[EXERCISE INSTRUCTIONS]: Quote exactly, and only, the lines of the material below from the line with "an empty grouper." through the line with "if let Some(last)".
::::::::
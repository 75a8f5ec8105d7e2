//! Node splitting and scope grouping.
//!
//! The splitter walks the element sequence once, turns every stylesheet
//! `<link>` into a [`ContentNode::File`] and every `<style>` into a
//! [`ContentNode::Hunk`], and feeds each node to a [`ScopeGrouper`] as it is
//! produced. Document order is preserved through both outputs.

use tracing::{debug, trace};

use super::node::{ContentNode, ElementId, ScopeGroup};
use crate::core::BundleError;
use crate::markup::Element;
use crate::resolver::FileLocator;

/// Result of one splitting pass.
#[derive(Debug, Clone, Default, PartialEq, Eq)]
pub struct SplitResult {
    /// Every content node in document order
    pub nodes: Vec<ContentNode>,
    /// The same nodes partitioned by scope
    pub groups: Vec<ScopeGroup>,
}

/// Partitions nodes into runs that share a scope value.
///
/// With merging enabled a node joins the previous group when their scopes are
/// equal (two absent scopes are equal). With merging disabled every node gets
/// a group of its own, so each file can be precompiled in isolation.
#[derive(Debug, Clone, Default)]
pub struct ScopeGrouper {
    merging: bool,
    groups: Vec<ScopeGroup>,
}

impl ScopeGrouper {
    /// Create an empty grouper.
    #[must_use]
    pub const fn new(merging: bool) -> Self {
        Self {
            merging,
            groups: Vec::new(),
        }
    }

    /// Add the next node in document order.
    pub fn push(&mut self, scope: Option<&str>, node: ContentNode) {
        if self.merging {
            if let Some(last) = self.groups.last_mut() {
                if last.scope.as_deref() == scope {
                    trace!("Appending {} to group with scope {:?}", node.element(), scope);
                    last.nodes.push(node);
                    return;
                }
            }
        }

        trace!("Starting group for {} with scope {:?}", node.element(), scope);
        self.groups.push(ScopeGroup::new(scope.map(str::to_string), node));
    }

    /// Groups built so far.
    #[must_use]
    pub fn groups(&self) -> &[ScopeGroup] {
        &self.groups
    }

    /// Finish grouping.
    #[must_use]
    pub fn into_groups(self) -> Vec<ScopeGroup> {
        self.groups
    }
}

/// Classify `elements` into content nodes and scope groups.
///
/// Stylesheet links (`rel` equal to `stylesheet`, ignoring case) become file
/// nodes resolved through `locator`; `style` elements become inline hunks.
/// Everything else is skipped. The `media` attribute is the scope.
///
/// # Errors
///
/// - [`BundleError::MissingAttribute`] for a stylesheet link without `href`
/// - any error from `locator`
pub fn split<E: Element>(
    elements: &[E],
    locator: &dyn FileLocator,
    merging: bool,
) -> Result<SplitResult, BundleError> {
    let mut nodes = Vec::new();
    let mut grouper = ScopeGrouper::new(merging);

    for (index, elem) in elements.iter().enumerate() {
        let element = ElementId(index);

        let node = match elem.name().to_ascii_lowercase().as_str() {
            "link" if is_stylesheet(elem) => {
                let href = elem.attribute("href").ok_or_else(|| BundleError::MissingAttribute {
                    element: "link".to_string(),
                    attribute: "href".to_string(),
                })?;
                let basename = locator.basename(href)?;
                let path = locator.filename(&basename)?;
                ContentNode::File {
                    locator: path,
                    basename,
                    element,
                }
            }
            "style" => ContentNode::Hunk {
                text: elem.inner_text().to_string(),
                element,
            },
            other => {
                trace!("Ignoring <{other}> element {element}");
                continue;
            }
        };

        grouper.push(elem.attribute("media"), node.clone());
        nodes.push(node);
    }

    let groups = grouper.into_groups();
    debug!("Split {} node(s) into {} group(s) (merging: {merging})", nodes.len(), groups.len());

    Ok(SplitResult {
        nodes,
        groups,
    })
}

fn is_stylesheet<E: Element>(elem: &E) -> bool {
    elem.attribute("rel").is_some_and(|rel| rel.eq_ignore_ascii_case("stylesheet"))
}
::::::::
[WRITTEN REPLY]:
    /// Create an empty grouper.
    #[must_use]
    pub const fn new(merging: bool) -> Self {
        Self {
            merging,
            groups: Vec::new(),
        }
    }

    /// Add the next node in document order.
    pub fn push(&mut self, scope: Option<&str>, node: ContentNode) {
        if self.merging {
            if let Some(last) = self.groups.last_mut() {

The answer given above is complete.